Gesù sta insegnando ai suoi discepoli l’arte della preghiera, su loro richiesta (cf. Lc 11,1).
Dopo il Padre nostro (cf. Lc 11,2-4), continua con una piccola parabola. Rileggetela, è semplice e chiara. Ci chiede di avere fiducia, quella di chi non si stanca di domandare. Come accade nei rapporti tra amici, nei quali si può essere “sfacciati, svergognati” (questo dice il v. 8, meglio che “invadenza”). “Perché un amico se lo svegli di notte…”, cantava Riccardo Cocciante… Sì, nell’amicizia si possono chiedere cose audaci, senza ritrosia. La questione è un’altra: vogliamo credere che Dio è nostro amico?
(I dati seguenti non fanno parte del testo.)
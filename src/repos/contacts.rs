//! Contact repository.
//!
//! Contacts are created or refreshed only through the sync bulk-merge; this
//! core never deletes them.

use async_trait::async_trait;
use chrono::{DateTime, Utc};
use sqlx::PgConnection;
use uuid::Uuid;

use super::merge::{MergeEntity, PgEntityRepo};
use crate::error::Result;

/// Stored contact row. Natural key: `(tenant_id, phone_number)`.
#[derive(Debug, Clone, sqlx::FromRow)]
pub struct ContactRow {
    pub id: Uuid,
    pub tenant_id: String,
    pub session_phone: String,
    pub phone_number: String,
    pub wid: Option<String>,
    pub name: String,
    pub profile_pic: Option<String>,
    pub is_business: bool,
    pub created_at: DateTime<Utc>,
    pub updated_at: DateTime<Utc>,
}

/// Contact draft produced from one upstream entry.
#[derive(Debug, Clone, PartialEq, Eq)]
pub struct ContactDraft {
    pub tenant_id: String,
    pub session_phone: String,
    pub phone_number: String,
    pub wid: Option<String>,
    pub name: String,
    pub profile_pic: Option<String>,
    pub is_business: bool,
}

/// Marker type instantiating [`PgEntityRepo`] for contacts.
pub struct ContactEntity;

pub type ContactRepo = PgEntityRepo<ContactEntity>;

#[async_trait]
impl MergeEntity for ContactEntity {
    type Draft = ContactDraft;
    type Row = ContactRow;

    async fn upsert(
        conn: &mut PgConnection,
        draft: &ContactDraft,
        now: DateTime<Utc>,
    ) -> Result<u64> {
        let result = sqlx::query(
            r#"
            INSERT INTO contacts (id, tenant_id, session_phone, phone_number,
                                  wid, name, profile_pic, is_business,
                                  created_at, updated_at)
            VALUES ($1, $2, $3, $4, $5, $6, $7, $8, $9, $9)
            ON CONFLICT (tenant_id, phone_number) DO UPDATE SET
                session_phone = EXCLUDED.session_phone,
                wid = EXCLUDED.wid,
                name = EXCLUDED.name,
                profile_pic = EXCLUDED.profile_pic,
                is_business = EXCLUDED.is_business,
                updated_at = EXCLUDED.updated_at
            "#,
        )
        .bind(Uuid::new_v4())
        .bind(&draft.tenant_id)
        .bind(&draft.session_phone)
        .bind(&draft.phone_number)
        .bind(&draft.wid)
        .bind(&draft.name)
        .bind(&draft.profile_pic)
        .bind(draft.is_business)
        .bind(now)
        .execute(&mut *conn)
        .await?;

        Ok(result.rows_affected())
    }

    async fn fetch(conn: &mut PgConnection, id: Uuid) -> Result<Option<ContactRow>> {
        let row = sqlx::query_as::<_, ContactRow>(
            r#"
            SELECT id, tenant_id, session_phone, phone_number, wid, name,
                   profile_pic, is_business, created_at, updated_at
            FROM contacts
            WHERE id = $1
            "#,
        )
        .bind(id)
        .fetch_optional(&mut *conn)
        .await?;

        Ok(row)
    }
}
//! Crate-wide error type.
//!
//! Everything that crosses a component boundary converts into
//! [`ChatsyncError`] via `?`. These are the infrastructure failures of the
//! system: store, broker, upstream transport, serialization, configuration.
//! Business-level sync failures never appear here — the orchestrator folds
//! them into [`crate::sync::SyncReport::error`] instead, so the job queue's
//! retry policy only ever sees errors worth retrying.

use thiserror::Error;

/// A specialized Result type for chatsync operations.
pub type Result<T> = std::result::Result<T, ChatsyncError>;

#[derive(Debug, Error)]
pub enum ChatsyncError {
    #[error("database error: {0}")]
    Database(#[from] sqlx::Error),

    #[error("database migration error: {0}")]
    Migrate(#[from] sqlx::migrate::MigrateError),

    #[error("queue broker error: {0}")]
    Broker(#[from] redis::RedisError),

    #[error("upstream request error: {0}")]
    Upstream(#[from] reqwest::Error),

    #[error("serialization error: {0}")]
    Serialization(#[from] serde_json::Error),

    #[error("configuration error: {0}")]
    Config(#[from] config::ConfigError),
}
Gesù ce lo ha insegnato in tanti modi, ma spesso ci impediamo di crederlo.
Per questo, quasi a imprimere tale fiducia nei nostri cuori (“Ebbene, io vi dico…”), Gesù continua con parole celebri: “Chiedete e vi sarà dato, cercate e troverete, bussate e vi sarà aperto. Perché chiunque chiede riceve, chi cerca trova e a chi bussa sarà aperto”. Verrebbe da opporre a Gesù la sapienza disillusa di Qohelet: “L’essere umano si affatica a cercare ma senza trovare” (Qo 8,17). È esperienza quotidiana: quante volte cerchiamo e non troviamo, e invece troviamo quando meno cerchiamo, o molto tempo dopo, quando ormai vi avevamo rinunciato… Solo un dato banale o allusione a qualcosa di più profondo? Che Qohelet e Gesù si completino a vicenda?
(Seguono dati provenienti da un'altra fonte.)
//! The per-tenant sync state machine.
//!
//! One invocation walks `status:syncing → connection-check → contacts →
//! groups → status:terminal`. Business failures (instance offline, an
//! upstream call erroring, a merge erroring) are folded into the terminal
//! status write and the returned [`SyncReport`]; they do not surface on the
//! `Result` channel, so the job queue never retries them. The `Result` error
//! channel is reserved for status writes themselves failing — those are
//! infrastructure failures the queue should retry.

use std::sync::Arc;
use std::time::Instant;

use chrono::Utc;
use tracing::{error, info, warn};

use crate::error::Result;
use crate::repos::{BulkMerge, ContactDraft, GroupDraft, SyncStatusRepo, SyncStatusUpdate};
use crate::upstream::{UpstreamClient, UpstreamContact, UpstreamGroup};

/// Business error recorded when the tenant's instance is not connected.
pub const NOT_CONNECTED_ERROR: &str = "WhatsApp instance not connected";

/// Outcome of one sync run. Counts are affected rows as reported by the
/// repositories; `error` is set for business failures.
#[derive(Debug, Clone, PartialEq, Eq)]
pub struct SyncReport {
    pub tenant_id: String,
    pub contacts_count: u64,
    pub groups_count: u64,
    pub duration_secs: u64,
    pub error: Option<String>,
}

/// Drives one tenant's sync against the upstream API and the repositories.
pub struct SyncOrchestrator {
    contacts: Arc<dyn BulkMerge<ContactDraft>>,
    groups: Arc<dyn BulkMerge<GroupDraft>>,
    status: Arc<dyn SyncStatusRepo>,
    upstream: UpstreamClient,
}

impl SyncOrchestrator {
    pub fn new(
        contacts: Arc<dyn BulkMerge<ContactDraft>>,
        groups: Arc<dyn BulkMerge<GroupDraft>>,
        status: Arc<dyn SyncStatusRepo>,
        upstream: UpstreamClient,
    ) -> Self {
        Self {
            contacts,
            groups,
            status,
            upstream,
        }
    }

    /// Run a full sync for one tenant.
    ///
    /// Returns `Err` only when a status write fails; every other failure is
    /// reported inside the `Ok` report.
    pub async fn sync_tenant(&self, tenant_id: &str, session_phone: &str) -> Result<SyncReport> {
        let started = Instant::now();
        info!(tenant = %tenant_id, "starting sync");

        self.status
            .upsert(tenant_id, session_phone, SyncStatusUpdate::started())
            .await?;

        match self.run_phases(tenant_id, session_phone).await {
            Ok((contacts_count, groups_count)) => {
                self.status
                    .upsert(
                        tenant_id,
                        session_phone,
                        SyncStatusUpdate::succeeded(
                            Utc::now(),
                            contacts_count as i64,
                            groups_count as i64,
                        ),
                    )
                    .await?;

                let duration_secs = elapsed_whole_secs(started);
                info!(
                    tenant = %tenant_id,
                    contacts = contacts_count,
                    groups = groups_count,
                    duration_secs,
                    "sync completed"
                );

                Ok(SyncReport {
                    tenant_id: tenant_id.to_string(),
                    contacts_count,
                    groups_count,
                    duration_secs,
                    error: None,
                })
            }
            Err(reason) => {
                error!(tenant = %tenant_id, error = %reason, "sync failed");
                self.status
                    .upsert(tenant_id, session_phone, SyncStatusUpdate::failed(reason.clone()))
                    .await?;

                Ok(SyncReport {
                    tenant_id: tenant_id.to_string(),
                    contacts_count: 0,
                    groups_count: 0,
                    duration_secs: elapsed_whole_secs(started),
                    error: Some(reason),
                })
            }
        }
    }

    /// Connection check plus both sync phases. Any failure aborts the
    /// remaining phases and becomes the run's business error.
    async fn run_phases(
        &self,
        tenant_id: &str,
        session_phone: &str,
    ) -> std::result::Result<(u64, u64), String> {
        if !self.upstream.is_connected(tenant_id).await {
            return Err(NOT_CONNECTED_ERROR.to_string());
        }

        let contacts_count = self
            .sync_contacts(tenant_id, session_phone)
            .await
            .map_err(|e| e.to_string())?;
        info!(tenant = %tenant_id, contacts = contacts_count, "contacts merged");

        let groups_count = self
            .sync_groups(tenant_id, session_phone)
            .await
            .map_err(|e| e.to_string())?;
        info!(tenant = %tenant_id, groups = groups_count, "groups merged");

        Ok((contacts_count, groups_count))
    }

    async fn sync_contacts(&self, tenant_id: &str, session_phone: &str) -> Result<u64> {
        let raw = self.upstream.find_contacts(tenant_id).await?;
        if raw.is_empty() {
            warn!(tenant = %tenant_id, "no contacts found upstream");
            return Ok(0);
        }

        let drafts = contact_drafts(tenant_id, session_phone, &raw);
        self.contacts.merge_many(&drafts).await
    }

    async fn sync_groups(&self, tenant_id: &str, session_phone: &str) -> Result<u64> {
        let raw = self.upstream.fetch_all_groups(tenant_id).await?;
        if raw.is_empty() {
            warn!(tenant = %tenant_id, "no groups found upstream");
            return Ok(0);
        }

        let drafts = group_drafts(tenant_id, session_phone, &raw);
        self.groups.merge_many(&drafts).await
    }
}

fn elapsed_whole_secs(started: Instant) -> u64 {
    started.elapsed().as_secs_f64().round() as u64
}

/// Map upstream contact entries to drafts.
///
/// Drops entries that represent groups or lack a routable identifier. The
/// phone number is the `remoteJid` up to the `@`; the display name falls back
/// from `name` to `pushName` to empty.
pub fn contact_drafts(
    tenant_id: &str,
    session_phone: &str,
    raw: &[UpstreamContact],
) -> Vec<ContactDraft> {
    raw.iter()
        .filter(|c| !c.is_group && c.remote_jid.as_deref().is_some_and(|jid| !jid.is_empty()))
        .map(|c| {
            let jid = c.remote_jid.as_deref().unwrap_or_default();
            let name = c
                .name
                .as_deref()
                .filter(|s| !s.is_empty())
                .or(c.push_name.as_deref().filter(|s| !s.is_empty()))
                .unwrap_or_default();

            ContactDraft {
                tenant_id: tenant_id.to_string(),
                session_phone: session_phone.to_string(),
                phone_number: jid.split('@').next().unwrap_or_default().to_string(),
                wid: c.id.clone(),
                name: name.to_string(),
                profile_pic: c.profile_pic_url.clone().filter(|s| !s.is_empty()),
                is_business: c.is_business,
            }
        })
        .collect()
}

/// Map upstream group entries to drafts, keeping only ids that mark a genuine
/// group (`…@g.us`).
pub fn group_drafts(
    tenant_id: &str,
    session_phone: &str,
    raw: &[UpstreamGroup],
) -> Vec<GroupDraft> {
    raw.iter()
        .filter_map(|g| {
            let group_id = g.id.as_deref().filter(|id| id.ends_with("@g.us"))?;
            let name = g
                .subject
                .as_deref()
                .filter(|s| !s.is_empty())
                .unwrap_or("Unknown Group");

            Some(GroupDraft {
                tenant_id: tenant_id.to_string(),
                session_phone: session_phone.to_string(),
                group_id: group_id.to_string(),
                name: name.to_string(),
                participants: g.size.unwrap_or(0),
            })
        })
        .collect()
}

#[cfg(test)]
mod tests {
    use super::*;

    fn raw_contact(jid: Option<&str>, is_group: bool) -> UpstreamContact {
        UpstreamContact {
            remote_jid: jid.map(str::to_string),
            id: Some("wid:1".to_string()),
            name: None,
            push_name: None,
            profile_pic_url: None,
            is_business: false,
            is_group,
        }
    }

    #[test]
    fn contact_mapping_drops_groups_and_missing_jids() {
        let raw = vec![
            raw_contact(Some("5511999@s.whatsapp.net"), false),
            raw_contact(Some("group@g.us"), true),
            raw_contact(None, false),
            raw_contact(Some(""), false),
        ];

        let drafts = contact_drafts("t1", "555", &raw);
        assert_eq!(drafts.len(), 1);
        assert_eq!(drafts[0].phone_number, "5511999");
        assert!(drafts.len() <= raw.len());
    }

    #[test]
    fn contact_name_falls_back_to_push_name_then_empty() {
        let mut c = raw_contact(Some("1@s.whatsapp.net"), false);
        c.name = Some(String::new());
        c.push_name = Some("Push".to_string());
        let drafts = contact_drafts("t1", "", &[c.clone()]);
        assert_eq!(drafts[0].name, "Push");

        c.push_name = None;
        let drafts = contact_drafts("t1", "", &[c]);
        assert_eq!(drafts[0].name, "");
    }

    #[test]
    fn group_mapping_filters_on_group_suffix_and_defaults() {
        let raw = vec![
            UpstreamGroup {
                id: Some("123@g.us".to_string()),
                subject: None,
                size: None,
            },
            UpstreamGroup {
                id: Some("456@s.whatsapp.net".to_string()),
                subject: Some("Not a group".to_string()),
                size: Some(3),
            },
            UpstreamGroup {
                id: None,
                subject: None,
                size: None,
            },
        ];

        let drafts = group_drafts("t1", "555", &raw);
        assert_eq!(drafts.len(), 1);
        assert_eq!(drafts[0].group_id, "123@g.us");
        assert_eq!(drafts[0].name, "Unknown Group");
        assert_eq!(drafts[0].participants, 0);
    }
}
//! # chatsync
//!
//! Scheduled synchronization of tenant contact and group lists from a
//! messaging-provider API into Postgres.
//!
//! ## Architecture
//!
//! ```text
//! TenantScheduler ──▶ JobQueue ──▶ SyncWorker ──▶ SyncOrchestrator ──▶ repos
//!   (cron trigger)    (Redis,        (1 job/s,      (per-tenant            │
//!    staggered         delayed,       serial)        state machine)        ▼
//!    enqueue)          retry)                                          Postgres
//! ```
//!
//! Delivery is at-least-once: a job may run more than once under retry, and
//! every effect is an idempotent natural-key upsert. Business failures (the
//! upstream instance being offline, an upstream call erroring) are recorded
//! into the tenant's sync status and returned inside [`sync::SyncReport`];
//! only infrastructure failures reach the queue's retry policy.

pub mod config;
pub mod db;
pub mod error;
pub mod jobs;
pub mod observability;
pub mod repos;
pub mod sync;
pub mod upstream;

pub use error::{ChatsyncError, Result};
Forse Gesù capisce i nostri dubbi, o almeno mi piace pensarlo. Per questo ricorre a un’ultima immagine, sotto forma di domanda: “Quale padre tra voi, se il figlio gli chiede un pesce, gli darà una serpe? O se gli chiede un uovo, gli darà uno scorpione?”. In effetti… Ma il Padre che è nei cieli è anche nostro amico, dunque ri-orienta pure i nostri tentativi di ricerca. O meglio, ci insegna a cercare altrimenti. Mentre i padri terreni spesso vorrebbero farci trovare ciò che già hanno deciso, Gesù ci dà un ritratto del Padre sigillato da un’affermazione che apre verso l’infinita arte di vivere; e dunque di pregare, quale strumento nel cammino della vita: “Se voi, che siete cattivi, sapete dare cose buone ai vostri figli, quanto più il Padre vostro dei cieli darà lo Spirito santo a quanti glielo chiedono!”.
Gesù ci assicura che questa è la preghiera sempre esaudita dal Padre: la richiesta dello Spirito, potenza di Dio, cosa buona tra le cose buone (cf. Mt 7,11), perché in essa tutto è incluso. Le prime parole che possiamo balbettare nella nostra preghiera sono quelle con cui invochiamo la discesa dello Spirito. Persino l’atto elementare della fede non è possibile senza lo Spirito, perché “nessuno può dire: ‘Gesù è Signore’ se non nello Spirito santo” (1Cor 12,3). Sempre lo Spirito “viene in aiuto alla nostra debolezza” (Rm 8,26), donando ai nostri cuori la capacità di riconoscerci voluti e amati da Dio.
Ma non voglio inoltrarmi in complessi sentieri teologici. Mi piace solo lasciare a me stesso e a te che stai leggendo una domanda: credi che il Padre è tuo amico e ben prima di ogni tua ricerca è pronto a correrti incontro per abbracciarti (cf. Lc 15,20) e chiamarti alla vita? Questo atto di fede, pur in mezzo alle fatiche quotidiane, è forse l’arte della preghiera insegnataci da Gesù. È l’arte della fiducia, l’arte della vita.